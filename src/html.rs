//! Defines the base HTML template, shared styling and formatting helpers.

use std::sync::OnceLock;

use maud::{DOCTYPE, Markup, PreEscaped, html};
use numfmt::{Formatter, Precision};

/// Styling for links.
pub const LINK_STYLE: &str = "text-blue-600 hover:text-blue-500 dark:text-blue-500 \
    dark:hover:text-blue-400 underline";

/// Styling for the primary button of a form.
pub const BUTTON_PRIMARY_STYLE: &str = "w-full px-4 py-2 bg-blue-500 dark:bg-blue-600 \
    disabled:bg-blue-700 hover:enabled:bg-blue-600 hover:enabled:dark:bg-blue-700 text-white \
    rounded";

/// Styling for the container of a form.
pub const FORM_CONTAINER_STYLE: &str = "flex flex-col items-center px-6 py-8 mx-auto lg:py-0 \
    max-w-md text-gray-900 dark:text-white";

/// Styling for form labels.
pub const FORM_LABEL_STYLE: &str = "block mb-2 text-sm font-medium text-gray-900 dark:text-white";

/// Styling for text, number, date and select inputs.
pub const FORM_TEXT_INPUT_STYLE: &str = "block w-full p-2.5 rounded text-sm text-gray-900 \
    dark:text-white disabled:text-gray-500 bg-gray-50 dark:bg-gray-700 border border-gray-300 \
    dark:border-gray-600 dark:placeholder-gray-400 focus:ring-blue-600 focus:border-blue-600 \
    focus:dark:border-blue-500 focus:dark:ring-blue-500";

/// Styling for the container of a radio button group.
pub const FORM_RADIO_GROUP_STYLE: &str = "flex flex-col gap-2";

/// Styling for radio inputs.
pub const FORM_RADIO_INPUT_STYLE: &str = "peer h-4 w-4 border-gray-300 text-blue-600 \
    focus:ring-blue-600 dark:border-gray-600 dark:bg-gray-700";

/// Styling for the label of a radio input.
pub const FORM_RADIO_LABEL_STYLE: &str = "flex-1 rounded border border-gray-300 px-3 py-2 \
    text-sm text-gray-900 dark:text-white dark:border-gray-600 peer-checked:border-blue-600 \
    peer-checked:text-blue-600 peer-checked:dark:text-blue-500";

/// Styling for table rows.
pub const TABLE_ROW_STYLE: &str = "bg-white border-b dark:bg-gray-800 dark:border-gray-700";

/// Styling for table cells.
pub const TABLE_CELL_STYLE: &str = "px-6 py-4";

/// Styling for the container of a page.
pub const PAGE_CONTAINER_STYLE: &str = "flex flex-col items-center px-6 py-8 mx-auto lg:py-5 \
    text-gray-900 dark:text-white";

/// An element to add to the head of an HTML page.
pub enum HeadElement {
    /// The file path or URL to a JavaScript script.
    ScriptLink(String),
    /// JavaScript source code.
    ScriptSource(PreEscaped<String>),
    /// CSS source code.
    Style(PreEscaped<String>),
}

/// Creates a base HTML template with the given title and content.
///
/// `head_elements` are added to the head of the page after the shared scripts
/// and styles.
pub fn base(title: &str, head_elements: &[HeadElement], content: &Markup) -> Markup {
    html! {
        (DOCTYPE)
        html lang="id" {
            head {
                meta charset="utf-8";
                meta name="viewport" content="width=device-width, initial-scale=1.0";
                title { (title) " - Keuanganku" }
                script src="https://cdn.jsdelivr.net/npm/@tailwindcss/browser@4" {}
                script
                    src="https://cdn.jsdelivr.net/npm/htmx.org@2.0.8/dist/htmx.min.js"
                    integrity="sha384-/TgkGk7p307TH7EXJDuUlgG3Ce1UVolAOFopFekQkkXihi5u/6OCvVKyz1W+idaz"
                    crossorigin="anonymous" {}
                script
                    src="https://cdn.jsdelivr.net/npm/htmx-ext-response-targets@2.0.4/dist/response-targets.min.js"
                    integrity="sha384-T41oglUPvXLGBVyRdZsVRxNWnOOqCynaPubjUVjxhsjFTKrFJGEMm3/0KGmNQ+Pg"
                    crossorigin="anonymous" {}
                style {
                    r#"
                    #indicator.htmx-indicator { display: none; }
                    #indicator.htmx-request.htmx-indicator { display: inline; }
                    /* Keep chart tooltips below the fixed bottom nav, but above page content. */
                    .echarts-tooltip { z-index: 30 !important; }
                    "#
                }
                @for element in head_elements {
                    @match element {
                        HeadElement::ScriptSource(text) => script { (text) },
                        HeadElement::ScriptLink(path) => script src=(path) {},
                        HeadElement::Style(text) => style { (text) },
                    }
                }
            }
            body
                hx-ext="response-targets"
                class="container max-w-full min-h-screen bg-gray-50 dark:bg-gray-900 pb-[calc(5rem+env(safe-area-inset-bottom))] lg:pb-0"
            {
                (content)
                // Alert container for out-of-band swaps
                div
                    id="alert-container"
                    class="w-full max-w-md px-4"
                    style="position: fixed; bottom: 1rem; left: 50%; transform: translateX(-50%); z-index: 9999;" {}
            }
        }
    }
}

/// Creates an error page with a large header, a description of the error and
/// a suggested fix.
pub fn error_view(title: &str, header: &str, description: &str, fix: &str) -> Markup {
    // Template adapted from https://flowbite.com/blocks/marketing/404/
    let content = html! {
        section class="bg-white dark:bg-gray-900" {
            div class="py-8 px-4 mx-auto max-w-screen-xl lg:py-16 lg:px-6" {
                div class="mx-auto max-w-screen-sm text-center" {
                    h1 class="mb-4 text-7xl tracking-tight font-extrabold lg:text-9xl text-blue-600 dark:text-blue-500" {
                        (header)
                    }
                    p class="mb-4 text-3xl tracking-tight font-bold text-gray-900 md:text-4xl dark:text-white" {
                        (description)
                    }
                    p class="mb-4 text-lg font-light text-gray-500 dark:text-gray-400" {
                        (fix)
                    }
                    a
                        href="/"
                        class="inline-flex text-white bg-blue-600 hover:bg-blue-800 focus:ring-4 focus:outline-none focus:ring-blue-300 dark:focus:ring-blue-900 font-medium rounded-lg text-sm px-5 py-2.5 text-center my-4"
                    {
                        "Kembali ke Beranda"
                    }
                }
            }
        }
    };

    base(title, &[], &content)
}

/// Creates a loading spinner to show while a request is in flight.
pub fn loading_spinner() -> Markup {
    // Spinner SVG adapted from https://flowbite.com/docs/components/spinner/
    html! {
        svg
            aria-hidden="true"
            class="inline w-4 h-4 text-gray-200 animate-spin dark:text-gray-600 fill-white"
            viewBox="0 0 100 101"
            fill="none"
            xmlns="http://www.w3.org/2000/svg"
        {
            path
                d="M100 50.5908C100 78.2051 77.6142 100.591 50 100.591C22.3858 100.591 0 78.2051 0 50.5908C0 22.9766 22.3858 0.59082 50 0.59082C77.6142 0.59082 100 22.9766 100 50.5908ZM9.08144 50.5908C9.08144 73.1895 27.4013 91.5094 50 91.5094C72.5987 91.5094 90.9186 73.1895 90.9186 50.5908C90.9186 27.9921 72.5987 9.67226 50 9.67226C27.4013 9.67226 9.08144 27.9921 9.08144 50.5908Z"
                fill="currentColor" {}
            path
                d="M93.9676 39.0409C96.393 38.4038 97.8624 35.9116 97.0079 33.5539C95.2932 28.8227 92.871 24.3692 89.8167 20.348C85.8452 15.1192 80.8826 10.7238 75.2124 7.41289C69.5422 4.10194 63.2754 1.94025 56.7698 1.05124C51.7666 0.367541 46.6976 0.446843 41.7345 1.27873C39.2613 1.69328 37.813 4.19778 38.4501 6.62326C39.0873 9.04874 41.5694 10.4717 44.0505 10.1071C47.8511 9.54855 51.7191 9.52689 55.5402 10.0491C60.8642 10.7766 65.9928 12.5457 70.6331 15.2552C75.2735 17.9648 79.3347 21.5619 82.5849 25.841C84.9175 28.9121 86.7997 32.2913 88.1811 35.8758C89.083 38.2158 91.5421 39.6781 93.9676 39.0409Z"
                fill="currentFill" {}
        }
    }
}

/// Creates the styles for displaying "Rp" before a numeric input field.
///
/// The input element should be wrapped in a container with the class
/// `input-wrapper`.
pub fn rupiah_input_styles() -> HeadElement {
    HeadElement::Style(PreEscaped(
        r#"
        .input-wrapper {
            position: relative;
            display: inline-block;
        }

        .input-wrapper input[type="number"] {
            padding-left: 2.2rem;
        }

        .input-wrapper::before {
            content: 'Rp';
            position: absolute;
            left: 0.6rem;
            top: 50%;
            transform: translateY(-50%);
            pointer-events: none;
        }
        "#
        .to_owned(),
    ))
}

/// Formats an amount in whole rupiah with a thousands separator, e.g.
/// "Rp50,000".
pub fn format_rupiah(amount: i64) -> String {
    static POSITIVE_FMT: OnceLock<Formatter> = OnceLock::new();
    static NEGATIVE_FMT: OnceLock<Formatter> = OnceLock::new();

    let positive_fmt = POSITIVE_FMT.get_or_init(|| {
        Formatter::currency("Rp")
            .unwrap()
            .precision(Precision::Decimals(0))
    });
    let negative_fmt = NEGATIVE_FMT.get_or_init(|| {
        Formatter::currency("-Rp")
            .unwrap()
            .precision(Precision::Decimals(0))
    });

    if amount < 0 {
        negative_fmt.fmt_string(amount.unsigned_abs())
    } else if amount > 0 {
        positive_fmt.fmt_string(amount)
    } else {
        // Zero is hardcoded as "0", so we must specify the formatted string for zero
        "Rp0".to_owned()
    }
}

/// Creates a link with the default link styling.
pub fn link(url: &str, text: &str) -> Markup {
    html! {
        a href=(url) class=(LINK_STYLE) { (text) }
    }
}

#[cfg(test)]
mod format_rupiah_tests {
    use super::format_rupiah;

    #[test]
    fn formats_thousands_with_separator() {
        assert_eq!(format_rupiah(50_000), "Rp50,000");
        assert_eq!(format_rupiah(7_500_000), "Rp7,500,000");
    }

    #[test]
    fn formats_zero() {
        assert_eq!(format_rupiah(0), "Rp0");
    }

    #[test]
    fn formats_negative_amounts() {
        assert_eq!(format_rupiah(-50_000), "-Rp50,000");
    }
}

#### Exercise
Copying word for word, give each line of the data above from the first one through the line containing "pub enum HeadElement", and nothing else.

#### Reply to the task
filename src/html.rs
//! Defines the base HTML template, shared styling and formatting helpers.

use std::sync::OnceLock;

use maud::{DOCTYPE, Markup, PreEscaped, html};
use numfmt::{Formatter, Precision};

/// Styling for links.
pub const LINK_STYLE: &str = "text-blue-600 hover:text-blue-500 dark:text-blue-500 \
    dark:hover:text-blue-400 underline";

/// Styling for the primary button of a form.
pub const BUTTON_PRIMARY_STYLE: &str = "w-full px-4 py-2 bg-blue-500 dark:bg-blue-600 \
    disabled:bg-blue-700 hover:enabled:bg-blue-600 hover:enabled:dark:bg-blue-700 text-white \
    rounded";

/// Styling for the container of a form.
pub const FORM_CONTAINER_STYLE: &str = "flex flex-col items-center px-6 py-8 mx-auto lg:py-0 \
    max-w-md text-gray-900 dark:text-white";

/// Styling for form labels.
pub const FORM_LABEL_STYLE: &str = "block mb-2 text-sm font-medium text-gray-900 dark:text-white";

/// Styling for text, number, date and select inputs.
pub const FORM_TEXT_INPUT_STYLE: &str = "block w-full p-2.5 rounded text-sm text-gray-900 \
    dark:text-white disabled:text-gray-500 bg-gray-50 dark:bg-gray-700 border border-gray-300 \
    dark:border-gray-600 dark:placeholder-gray-400 focus:ring-blue-600 focus:border-blue-600 \
    focus:dark:border-blue-500 focus:dark:ring-blue-500";

/// Styling for the container of a radio button group.
pub const FORM_RADIO_GROUP_STYLE: &str = "flex flex-col gap-2";

/// Styling for radio inputs.
pub const FORM_RADIO_INPUT_STYLE: &str = "peer h-4 w-4 border-gray-300 text-blue-600 \
    focus:ring-blue-600 dark:border-gray-600 dark:bg-gray-700";

/// Styling for the label of a radio input.
pub const FORM_RADIO_LABEL_STYLE: &str = "flex-1 rounded border border-gray-300 px-3 py-2 \
    text-sm text-gray-900 dark:text-white dark:border-gray-600 peer-checked:border-blue-600 \
    peer-checked:text-blue-600 peer-checked:dark:text-blue-500";

/// Styling for table rows.
pub const TABLE_ROW_STYLE: &str = "bg-white border-b dark:bg-gray-800 dark:border-gray-700";

/// Styling for table cells.
pub const TABLE_CELL_STYLE: &str = "px-6 py-4";

/// Styling for the container of a page.
pub const PAGE_CONTAINER_STYLE: &str = "flex flex-col items-center px-6 py-8 mx-auto lg:py-5 \
    text-gray-900 dark:text-white";

/// An element to add to the head of an HTML page.
pub enum HeadElement {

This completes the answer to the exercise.